*WHAT YOU HAVE TO DO*. Which lines of the entries below contain the string "self"? Copy each one.

Start of Block

// Copyright 2025 the Galley Authors
// SPDX-License-Identifier: Apache-2.0 OR MIT

//! Soft line-break policy.

use unicode_segmentation::UnicodeSegmentation;

/// Strategy object deciding where a line may softly break.
///
/// The typesetter prefers the most recent opportunity within the line over a
/// mid-run break; injecting a different policy customizes wrapping without
/// touching the engine (hyphenating policies would plug in here).
pub trait BreakPolicy {
    /// Byte offsets within `text` (relative to its start) before which a
    /// line may break, in ascending order. Offset `0` is never useful and
    /// may be omitted.
    fn break_opportunities(&self, text: &str) -> Vec<usize>;
}

/// The default policy: breaks are allowed at word boundaries.
#[derive(Copy, Clone, Debug, Default)]
pub struct WordBreakPolicy;

impl BreakPolicy for WordBreakPolicy {
    fn break_opportunities(&self, text: &str) -> Vec<usize> {
        text.split_word_bound_indices()
            .map(|(i, _)| i)
            .filter(|&i| i > 0)
            .collect()
    }
}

End of Block

*SOLUTION*.
    fn break_opportunities(&self, text: &str) -> Vec<usize>;
    fn break_opportunities(&self, text: &str) -> Vec<usize> {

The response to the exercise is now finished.